Cosmic-ray energy reconstruction using machine learning techniques
A. Alvarado, T. Capistr\'an, I. Torres, J. R. Sacahu\'I, R. Alfaro, (for the HAWC collaboration)

TL;DR
This paper introduces machine learning-based methods, specifically neural networks, to improve the accuracy of cosmic-ray energy estimation in the HAWC observatory, enhancing previous likelihood-based techniques.
Contribution
The paper develops and evaluates neural network models for cosmic-ray energy reconstruction, updating existing estimators with modern machine learning approaches.
Findings
Neural network models outperform traditional estimators in accuracy.
Updated energy estimators improve cosmic ray spectrum measurements.
Models demonstrate robustness across different air shower observables.
Abstract
HAWC is a ground-based observatory consisting of 300 water Cherenkov detectors, which observes the extensive air showers induced by cosmic rays from some TeV to a few PeV and, in particular, gamma rays from 300 GeV to more than 100 TeV. One of the crucial features required for a detector of extensive air showers is the estimation of the primary energy of the events to study the spectra of cosmic and gamma rays.

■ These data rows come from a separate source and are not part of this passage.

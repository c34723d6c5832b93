//! Property-based tests using proptest.
//!
//! These tests verify the invariants of text cleaning, vectorization, and
//! feature assembly across arbitrary inputs.

use std::collections::HashMap;

use proptest::prelude::*;
use sentir::prelude::*;

fn fixture_vectorizer() -> TfidfVectorizer {
    let mut vocabulary = HashMap::new();
    for (col, term) in ["love", "hate", "dress", "quality", "size"].iter().enumerate() {
        vocabulary.insert((*term).to_string(), col);
    }
    TfidfVectorizer::from_params(vocabulary, vec![1.0, 1.3, 0.7, 1.1, 0.9])
        .expect("fixture params are consistent")
}

// Strategy for sparse text vectors of a given width.
fn sparse_vector_strategy(width: usize) -> impl Strategy<Value = SparseVector> {
    proptest::collection::vec(-10.0f32..10.0, width)
        .prop_map(|dense| SparseVector::from_dense(&dense))
}

proptest! {
    #![proptest_config(ProptestConfig::with_cases(256))]

    // clean_text properties

    #[test]
    fn clean_text_is_idempotent(text in ".*") {
        let once = clean_text(&text);
        prop_assert_eq!(clean_text(&once), once);
    }

    #[test]
    fn clean_text_never_increases_length(text in ".*") {
        prop_assert!(clean_text(&text).chars().count() <= text.chars().count());
    }

    #[test]
    fn clean_text_output_alphabet_is_word_chars_and_whitespace(text in ".*") {
        for c in clean_text(&text).chars() {
            prop_assert!(c.is_alphanumeric() || c == '_' || c.is_whitespace());
        }
    }

    #[test]
    fn clean_text_lowercases_ascii(text in "[A-Za-z ]{0,40}") {
        prop_assert_eq!(clean_text(&text), text.to_lowercase());
    }

    // Vectorizer properties

    #[test]
    fn transform_width_is_vocabulary_size_for_any_text(text in ".*") {
        let vectorizer = fixture_vectorizer();
        let cleaned = clean_text(&text);
        let v = vectorizer.transform_one(&cleaned);
        prop_assert_eq!(v.width(), vectorizer.vocabulary_size());
    }

    #[test]
    fn transform_is_deterministic(text in ".*") {
        let vectorizer = fixture_vectorizer();
        let cleaned = clean_text(&text);
        prop_assert_eq!(
            vectorizer.transform_one(&cleaned),
            vectorizer.transform_one(&cleaned)
        );
    }

    // Scaler properties

    #[test]
    fn scaler_accepts_exactly_its_fitted_width(
        row in proptest::collection::vec(-1000.0f32..1000.0, 0..8)
    ) {
        let scaler = StandardScaler::from_params(
            vec![0.0, 10.0, -5.0, 2.5],
            vec![1.0, 2.0, 0.5, 4.0],
        ).expect("fixture scaler");

        let result = scaler.transform_row(&row);
        if row.len() == scaler.n_features() {
            prop_assert!(result.is_ok());
            prop_assert_eq!(result.expect("checked above").len(), 4);
        } else {
            let err = result.expect_err("width mismatch");
            prop_assert!(
                matches!(err, SentirError::DimensionMismatch { .. }),
                "expected DimensionMismatch, got {:?}", err
            );
        }
    }

    #[test]
    fn scaling_is_per_column_affine(
        value in -1000.0f32..1000.0,
        mean in -100.0f32..100.0,
        std in 0.1f32..50.0
    ) {
        let scaler = StandardScaler::from_params(vec![mean], vec![std])
            .expect("one-column scaler");
        let scaled = scaler.transform_row(&[value]).expect("width matches");
        prop_assert!((scaled[0] - (value - mean) / std).abs() < 1e-3);
    }

    // Assembly width algebra

    #[test]
    fn assemble_width_is_exact_or_fails(
        text_width in 1usize..64,
        numeric_width in 0usize..8,
        expected_width in 1usize..80
    ) {
        let text = SparseVector::zeros(text_width);
        let numeric = vec![1.0f32; numeric_width];
        let concatenated = text_width + numeric_width;

        match assemble(&text, &numeric, expected_width) {
            Ok(vector) => {
                prop_assert!(concatenated <= expected_width);
                prop_assert_eq!(vector.width(), expected_width);
            }
            Err(err) => {
                prop_assert!(concatenated > expected_width);
                prop_assert!(
                    matches!(err, SentirError::DimensionMismatch { .. }),
                    "expected DimensionMismatch, got {:?}", err
                );
            }
        }
    }

    #[test]
    fn assemble_preserves_all_input_columns(
        text in sparse_vector_strategy(16),
        numeric in proptest::collection::vec(-5.0f32..5.0, 4),
        pad in 0usize..12
    ) {
        let expected_width = 16 + 4 + pad;
        let assembled = assemble(&text, &numeric, expected_width)
            .expect("never over-width by construction");

        let dense = assembled.to_dense();
        prop_assert_eq!(&dense[..16], &text.to_dense()[..]);
        prop_assert_eq!(&dense[16..20], &numeric[..]);
        prop_assert!(dense[20..].iter().all(|&x| x == 0.0));
    }
}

For HAWC there are currently two gamma-ray energy estimators: one relies on a ground density parameter, while the other utilizes an artificial neural network. For the cosmic ray energy estimation, there is only one estimator based on maximum likelihood procedures and measurements of the lateral charge distribution of the events. It is worthwhile to update the cosmic-ray energy estimator due to recent improvements of the extensive air shower offline-reconstruction techniques in…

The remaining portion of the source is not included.